漫画だと、ふなつ一輝「華麗なる食卓」(集英社)が最近は有名ですが、やっぱり、自分の世代は、永遠の名作「包丁人味平」(原作・牛次郎、漫画・ビッグ錠)の”カレー戦争”に止めを刺す。醤油を入れて一晩寝かせた「味平カレー」の妙味や、「ブラック・カレー」の麻薬的な魅力に、漫画の中でありながら強く強く惹かれていたもの。
昔からカレー好きを自認している自分がカレー目的で訪れていた街は神保町。「まんてん」のカツカレーや「ボンディ」のカレーは周期的に食べたくなって通っていた。最近は、その2軒に通う回数が減ったのだけれど、その理由は、これからご紹介するお店に通う回数が増えたからなのだ。
それが吉祥寺にある「モモカレー&カフェバー」さん。

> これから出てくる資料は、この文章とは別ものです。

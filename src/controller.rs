//! The orchestrating process: discovers minions, dispatches tests, and
//! aggregates results.
//!
//! All per-run mutable state lives in a single mutex-guarded slot.
//! Reports can arrive concurrently from any number of minions in any
//! order; each one is folded in — merge the latency summary, update the
//! throughput aggregate, bump the received count, check the completion
//! barrier — as one critical section, so no report is lost and the
//! barrier fires exactly once.

use std::collections::HashMap;
use std::sync::{Arc, Mutex};
use std::time::Duration;

use tokio::sync::{mpsc, oneshot};
use tracing::{debug, warn};

use crate::bus::{CallPattern, Command, Inbound, MessageBus, Reply, Role, Severity, Target};
use crate::cli::TestKind;
use crate::error::{Error, Result};
use crate::node::Node;
use crate::results::TestReport;
use crate::stats::SummaryStat;

/// Grace interval during which discovery replies accumulate.
pub const DISCOVERY_WINDOW: Duration = Duration::from_millis(200);

/// Drain period granted to minions after a shutdown broadcast.
pub const SHUTDOWN_GRACE: Duration = Duration::from_millis(500);

/// Minions seen per role during the current discovery window.
///
/// Replies race with the grace-interval wait, so this is an
/// eventually-consistent snapshot: minions that answer after the window
/// closes are silently absent from that run's expected-reporter count.
#[derive(Debug, Clone, Default)]
pub struct RoleRegistry {
    counts: HashMap<Role, usize>,
    total: usize,
}

impl RoleRegistry {
    fn record(&mut self, role: Role) {
        *self.counts.entry(role).or_insert(0) += 1;
        self.total += 1;
    }

    fn clear(&mut self) {
        self.counts.clear();
        self.total = 0;
    }

    pub fn count(&self, role: Role) -> usize {
        self.counts.get(&role).copied().unwrap_or(0)
    }

    pub fn total(&self) -> usize {
        self.total
    }
}

/// Transient state for one dispatched test.
struct TestRun {
    expected: usize,
    received: usize,
    latency: SummaryStat,
    throughput: SummaryStat,
    done: oneshot::Sender<RunResult>,
}

/// Aggregates handed over the completion barrier.
struct RunResult {
    latency: SummaryStat,
    throughput: SummaryStat,
    reporters: usize,
}

pub struct Controller {
    node: Node,
    bus: Arc<dyn MessageBus>,
    topic: String,
    timeout: Option<Duration>,
    registry: Arc<Mutex<RoleRegistry>>,
    run: Arc<Mutex<Option<TestRun>>>,
}

impl Controller {
    /// Join the bus under `controller-<topic>` and run one discovery
    /// round.
    pub async fn connect(
        bus: Arc<dyn MessageBus>,
        topic: &str,
        timeout: Option<Duration>,
    ) -> Result<Controller> {
        let name = format!("bench-controller-{}", topic);
        let (node, commands) =
            Node::start(bus.clone(), &format!("controller-{}", topic), name).await?;

        let registry = Arc::new(Mutex::new(RoleRegistry::default()));
        let run: Arc<Mutex<Option<TestRun>>> = Arc::new(Mutex::new(None));
        tokio::spawn(dispatch(commands, Arc::clone(&registry), Arc::clone(&run)));

        let controller = Controller {
            node,
            bus,
            topic: topic.to_string(),
            timeout,
            registry,
            run,
        };
        controller.discover().await?;
        Ok(controller)
    }

    /// Broadcast a discovery ping and accumulate identification replies
    /// for the fixed grace window. Resets the registry first.
    pub async fn discover(&self) -> Result<RoleRegistry> {
        self.registry.lock().unwrap().clear();
        self.bus
            .fanout(&Target::topic(format!("client-{}", self.topic)), Command::Ping)
            .await?;
        tokio::time::sleep(DISCOVERY_WINDOW).await;
        let snapshot = self.registry.lock().unwrap().clone();
        debug!(
            "discovery window closed: {} minion(s) visible",
            snapshot.total()
        );
        Ok(snapshot)
    }

    /// Current registry snapshot without re-running discovery.
    pub fn registry(&self) -> RoleRegistry {
        self.registry.lock().unwrap().clone()
    }

    pub async fn run_call_test(&self, calls: u64, length: usize, verbose: bool) -> Result<TestReport> {
        self.run_rpc_test(CallPattern::Call, calls, length, verbose).await
    }

    pub async fn run_cast_test(&self, calls: u64, length: usize, verbose: bool) -> Result<TestReport> {
        self.run_rpc_test(CallPattern::Cast, calls, length, verbose).await
    }

    async fn run_rpc_test(
        &self,
        pattern: CallPattern,
        calls: u64,
        length: usize,
        verbose: bool,
    ) -> Result<TestReport> {
        let test = match pattern {
            CallPattern::Call => TestKind::RpcCall,
            CallPattern::Cast => TestKind::RpcCast,
        };
        let start = Command::StartRpc {
            pattern,
            calls,
            payload: vec![b'X'; length],
            verbose,
        };
        self.run_test(test, Role::RpcClient, format!("rpc-client-{}", self.topic), start)
            .await
    }

    pub async fn run_notify_test(
        &self,
        calls: u64,
        length: usize,
        severity: Severity,
        verbose: bool,
    ) -> Result<TestReport> {
        let start = Command::StartNotify {
            calls,
            payload: vec![b'X'; length],
            severity,
            verbose,
        };
        self.run_test(
            TestKind::Notify,
            Role::Notifier,
            format!("notifier-{}", self.topic),
            start,
        )
        .await
    }

    /// Dispatch one test and wait on the completion barrier.
    async fn run_test(
        &self,
        test: TestKind,
        role: Role,
        start_topic: String,
        start: Command,
    ) -> Result<TestReport> {
        // Expected-reporter count is the role count at dispatch time.
        let expected = self.registry.lock().unwrap().count(role);
        if expected == 0 {
            return Err(Error::NoWorkersVisible { role });
        }

        let (done_tx, done_rx) = oneshot::channel();
        {
            let mut slot = self.run.lock().unwrap();
            *slot = Some(TestRun {
                expected,
                received: 0,
                latency: SummaryStat::new(),
                throughput: SummaryStat::new(),
                done: done_tx,
            });
        }

        debug!("dispatching {} to {} {} worker(s)", test, expected, role);
        self.bus.fanout(&Target::topic(start_topic), start).await?;

        let result = match self.timeout {
            Some(limit) => match tokio::time::timeout(limit, done_rx).await {
                Ok(received) => received,
                Err(_) => {
                    // All-or-nothing: a timed-out run reports failure,
                    // and whatever partial aggregate accumulated is
                    // discarded with the run state.
                    let _ = self.run.lock().unwrap().take();
                    return Err(Error::TestTimeout { test, timeout: limit });
                }
            },
            None => done_rx.await,
        };

        match result {
            Ok(run) => Ok(TestReport::new(test, run.latency, run.throughput, run.reporters)),
            // The barrier sender vanished without firing; the run state
            // was torn down underneath us.
            Err(_) => Err(Error::Bus(crate::bus::BusError::Closed)),
        }
    }

    /// Broadcast shutdown to every minion on the topic, give them the
    /// drain grace period, then tear down the controller's own node.
    pub async fn shutdown(mut self) -> Result<()> {
        self.bus
            .fanout(
                &Target::topic(format!("client-{}", self.topic)),
                Command::Shutdown,
            )
            .await?;
        tokio::time::sleep(SHUTDOWN_GRACE).await;
        self.bus.cast(self.node.target(), Command::Shutdown).await?;
        self.node.wait().await;
        Ok(())
    }
}

/// Inbound-command loop: identification replies and worker reports.
async fn dispatch(
    mut commands: mpsc::Receiver<Inbound>,
    registry: Arc<Mutex<RoleRegistry>>,
    run: Arc<Mutex<Option<TestRun>>>,
) {
    while let Some(inbound) = commands.recv().await {
        let Inbound { command, reply } = inbound;
        match command {
            Command::Pong { role, worker } => {
                registry.lock().unwrap().record(role);
                debug!("{} identified as {}", worker, role);
                if let Some(tx) = reply {
                    let _ = tx.send(Ok(Reply::Ack));
                }
            }
            Command::Report(report) => {
                let mut slot = run.lock().unwrap();
                let complete = match slot.as_mut() {
                    Some(state) => {
                        state.latency.merge(&report.latency);
                        state.throughput.update(report.throughput);
                        state.received += 1;
                        debug!(
                            "result {} of {} - throughput: {:.0}, latency: {}",
                            state.received, state.expected, report.throughput, report.latency
                        );
                        state.received == state.expected
                    }
                    None => {
                        debug!("dropping report from {} (no active run)", report.worker);
                        false
                    }
                };
                if complete {
                    if let Some(state) = slot.take() {
                        let _ = state.done.send(RunResult {
                            latency: state.latency,
                            throughput: state.throughput,
                            reporters: state.received,
                        });
                    }
                }
            }
            other => warn!("controller ignoring unexpected command: {:?}", other),
        }
    }
}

吉祥寺は自宅から2駅、ということもあって、気軽な買い物や食事でよく行くのだが、お腹にしっかりたまる食事、となるとかなりの確率でこちらへうかがうことが多い。5年前に開店してから、ずっと通っているお店だ。
高校時代から求めるカレーのイタダキ
オーナーのMOMOさん(31)が語るカレーにまつわる話がこれまたとてもユニーク。芸術系の学校に通っていた高校生の頃、「カレー部」に所属、スパイスから本気でカレーを作って、学校行事など機会があるたびに販売していた。その楽しさに目覚めて、大人になったら絶対にカレー屋をやろう! と決心していたという。
大学生になってもその熱は冷めないどころか、大学の山岳部に所属し、富士山の山小屋にカレーを作って持って行き、スタッフたちに食べさせ、その味にお墨付きをもらっていたという。

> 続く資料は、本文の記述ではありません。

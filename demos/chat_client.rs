//! Terminal chat client
//!
//! Run with: cargo run --example chat_client -- USERNAME [SERVER_ADDR] [--sync]
//!
//! Type a line and press enter to send it. Lines starting with `/` are
//! commands (`/mute <user>`, `/unmute <user>`, leader only). With `--sync`
//! every message waits for the server's ACK before the next one is accepted.

use std::net::SocketAddr;

use chat_relay::{ChatClient, ClientConfig, Error, MessageMode, ProtocolError, ServerEvent};
use tokio::io::{AsyncBufReadExt, BufReader};

#[tokio::main]
async fn main() -> Result<(), Box<dyn std::error::Error>> {
    let args: Vec<String> = std::env::args().skip(1).collect();
    let sync = args.iter().any(|a| a == "--sync");
    let positional: Vec<&String> = args.iter().filter(|a| !a.starts_with("--")).collect();

    let Some(username) = positional.first() else {
        eprintln!("Usage: chat_client USERNAME [SERVER_ADDR] [--sync]");
        std::process::exit(1);
    };

    tracing_subscriber::fmt()
        .with_env_filter(
            tracing_subscriber::EnvFilter::from_default_env()
                .add_directive("chat_relay=warn".parse()?),
        )
        .init();

    let mut config = ClientConfig::new(username.as_str());
    if let Some(addr) = positional.get(1) {
        config = config.server(addr.parse::<SocketAddr>()?);
    }
    if sync {
        config = config.mode(MessageMode::Sync);
    }

    let mut client = ChatClient::connect(&config).await?;
    println!("Connected to {} as {}", config.server_addr, client.username());

    let mut stdin = BufReader::new(tokio::io::stdin()).lines();

    loop {
        tokio::select! {
            input = stdin.next_line() => {
                let Some(input) = input? else { break };

                match client.send(&input).await {
                    Ok(()) if client.is_awaiting_ack() => println!("[waiting for ACK...]"),
                    Ok(()) => {}
                    Err(Error::Protocol(ProtocolError::AckPending)) => {
                        println!("[still waiting for ACK, message not sent]");
                    }
                    Err(e) => return Err(e.into()),
                }
            }
            event = client.next_event() => {
                let Some(event) = event? else {
                    println!("Connection to server lost.");
                    break;
                };

                match event {
                    ServerEvent::Ack => println!("[ACK received]"),
                    ServerEvent::Typing { .. } => {
                        if let Some(status) = client.typing().status_line() {
                            println!("({})", status);
                        }
                    }
                    ServerEvent::System(text) => println!("[SISTEMA] {}", text),
                    ServerEvent::Sync { username, text } => {
                        println!("[SYNC] {}: {}", username, text)
                    }
                    ServerEvent::Async { username, text } => println!("{}: {}", username, text),
                    ServerEvent::Plain(line) => println!("{}", line),
                }
            }
        }
    }

    client.close().await?;
    Ok(())
}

大学卒業後の就職先も3カ月で辞めて、あとはカレー屋開店までまっしぐら。ご両親の支援もあって、現在の場所にお店の候補を定め、大家さんに熱意だけでアタックし続けて開店にこぎつけた、という。
そしてこちらのもう一つの特徴が、カフェ的な店内の様子。調度品といい、照明といい、まさにMOMOさん独特のもの。アート方面に知り合いが多いMOMOさんが「なんとなく集まった仲間たち」の要望もあって、壁をギャラリースペースにして開放したり(1日100円!)、毎月第4金曜日にインストアライブがあったりと、“空間”としてのモモカレーを存分に機能させているのだ。おだやか~なMOMOさんのたたずまいや、それでいてキラリと光るセンスが、このお店を作り上げているのだろう。
欧風だから欧風とは言えない味
その雰囲気と相まって、「モモカレー」の味は、どこにもない独特のものになっている。メニューにある3種類のカレーにしても、タイ風のグリーンカレーにしても、スープカレーにしても、欧風カレーにしても、固有の何かに影響された「~風」というカレーとは言いたくなく、いずれもMOMOさんアレンジが効いた「モモカレー」風の味になっているだ。

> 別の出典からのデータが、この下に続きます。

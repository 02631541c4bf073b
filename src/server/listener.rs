//! Chat server listener
//!
//! Handles the TCP accept loop and spawns connection tasks.

use std::future::Future;
use std::net::SocketAddr;
use std::sync::atomic::{AtomicU64, Ordering};
use std::sync::Arc;

use tokio::net::{TcpListener, TcpStream};
use tokio::sync::Semaphore;

use crate::error::Result;
use crate::registry::{ChatRegistry, RegistryConfig};
use crate::server::config::ServerConfig;
use crate::server::connection::Connection;

/// Chat server
pub struct ChatServer {
    config: ServerConfig,
    registry: Arc<ChatRegistry>,
    next_session_id: AtomicU64,
    connection_semaphore: Option<Arc<Semaphore>>,
}

impl ChatServer {
    /// Create a new server with the given configuration
    pub fn new(config: ServerConfig) -> Self {
        Self::with_registry_config(config, RegistryConfig::default())
    }

    /// Create a new server with custom registry configuration
    pub fn with_registry_config(config: ServerConfig, registry_config: RegistryConfig) -> Self {
        let connection_semaphore = if config.max_connections > 0 {
            Some(Arc::new(Semaphore::new(config.max_connections)))
        } else {
            None
        };

        Self {
            config,
            registry: Arc::new(ChatRegistry::with_config(registry_config)),
            next_session_id: AtomicU64::new(1),
            connection_semaphore,
        }
    }

    /// Get a reference to the connection registry
    pub fn registry(&self) -> &Arc<ChatRegistry> {
        &self.registry
    }

    /// Run the server
    ///
    /// Fails only if the listening socket cannot be bound; otherwise accepts
    /// forever.
    pub async fn run(&self) -> Result<()> {
        let listener = TcpListener::bind(self.config.bind_addr).await?;
        self.serve(listener).await
    }

    /// Run the server until `shutdown` resolves
    ///
    /// Connections already accepted keep running until their peers leave.
    pub async fn run_until<F>(&self, shutdown: F) -> Result<()>
    where
        F: Future<Output = ()>,
    {
        let listener = TcpListener::bind(self.config.bind_addr).await?;

        tokio::select! {
            _ = shutdown => {
                tracing::info!("Shutdown signal received");
                Ok(())
            }
            result = self.serve(listener) => result,
        }
    }

    /// Accept connections on an already bound listener
    pub async fn serve(&self, listener: TcpListener) -> Result<()> {
        let addr = listener.local_addr()?;
        tracing::info!(addr = %addr, "Chat server listening");

        loop {
            match listener.accept().await {
                Ok((socket, peer_addr)) => {
                    self.handle_connection(socket, peer_addr);
                }
                Err(e) => {
                    tracing::error!(error = %e, "Failed to accept connection");
                }
            }
        }
    }

    fn handle_connection(&self, socket: TcpStream, peer_addr: SocketAddr) {
        // Check connection limit
        let permit = match self.connection_semaphore {
            Some(ref sem) => match Arc::clone(sem).try_acquire_owned() {
                Ok(permit) => Some(permit),
                Err(_) => {
                    tracing::warn!(peer = %peer_addr, "Connection rejected: limit reached");
                    return;
                }
            },
            None => None,
        };

        let session_id = self.next_session_id.fetch_add(1, Ordering::Relaxed);

        tracing::debug!(
            session_id = session_id,
            peer = %peer_addr,
            "New connection"
        );

        if self.config.tcp_nodelay {
            if let Err(e) = socket.set_nodelay(true) {
                tracing::error!(error = %e, "Failed to configure socket");
                return;
            }
        }

        let config = self.config.clone();
        let registry = Arc::clone(&self.registry);

        tokio::spawn(async move {
            let _permit = permit;
            let mut connection = Connection::new(session_id, socket, peer_addr, config, registry);

            if let Err(e) = connection.run().await {
                tracing::debug!(
                    session_id = session_id,
                    error = %e,
                    "Connection error"
                );
            }

            tracing::debug!(session_id = session_id, "Connection closed");
        });
    }
}

#[cfg(test)]
mod tests {
    use super::*;

    #[tokio::test]
    async fn test_bind_failure_is_fatal() {
        let occupied = TcpListener::bind("127.0.0.1:0").await.unwrap();
        let addr = occupied.local_addr().unwrap();

        let server = ChatServer::new(ServerConfig::with_addr(addr));
        assert!(server.run().await.is_err());
        assert_eq!(server.registry().connection_count().await, 0);
    }

    #[tokio::test]
    async fn test_run_until_shutdown() {
        let config = ServerConfig::with_addr("127.0.0.1:0".parse().unwrap());
        let server = ChatServer::new(config);

        let result = server.run_until(async {}).await;
        assert!(result.is_ok());
    }
}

中でも、自分が大好きなのが、「欧風カレー」とくに「野菜角煮ポークカレー」(1050円)。昔風のモッタリした小麦粉いっぱいの家庭カレーでもなく、スパイシー過ぎなサラサラカレーでもなく、スパイシーでありながらとろりと濃いルーが実に味わい深い「ザ・モモカレー」という味。
そして定番のカレーに入る素揚げ野菜がまた素晴らしいのだ。このアイデアは開店してほどなく。揚げる手間はかかるけど、やっぱりこのカレーには欠かせない、ということで続いてる。この野菜が実にカレーとなじむのだ。素揚げしてからカレーに入れ、ややしんなりとして出てくる呼吸のよさ。パリパリでもなく、ドロドロでもなく、しんなりとした食感がまたステキなのである。
具とカレーの調和にうなずきながら一気に
今回は、たっぷり食べたかったために、チーズとゆで卵トッピングをお願いした。
このトッピングも、他にウィンナーがあったり、素揚げのナスがあったり、バリエーション豊か。気分によって、トッピングも変えて、実に楽しいのだ。
そして、ラッシーを必ず注文。添えられた福神漬や野菜の酢漬けが彩りを添えて、よろこばしい設えの完成となる。
そしておもむろに、スプーンを持って、いただくのだ。
まず、最初は、スプーンでカレーを一口。欧風カレーのルーの濃さを楽しむ。スパイスが効きながらも、尖っていないコクの深い味を楽しみつつ、その舌触りの濃厚さを十分に堪能。そして、素揚げ野菜をカレーになじませて、もう一口。野菜の感触と甘さをカレーが受け止めたのを感じたら、そのままライスへ。カレーと野菜とライスの黄金の融合を、よろこばしさを全開にして享受する。
そこからは一気に。
ポークの軟らかさが、いかに「モモカレー」のカレーと合うかに深くうなずきつつ食べ勧め、途中、チーズのとろりやゆで卵とのカレーの融合を愉しみ、ご飯を食べ進める。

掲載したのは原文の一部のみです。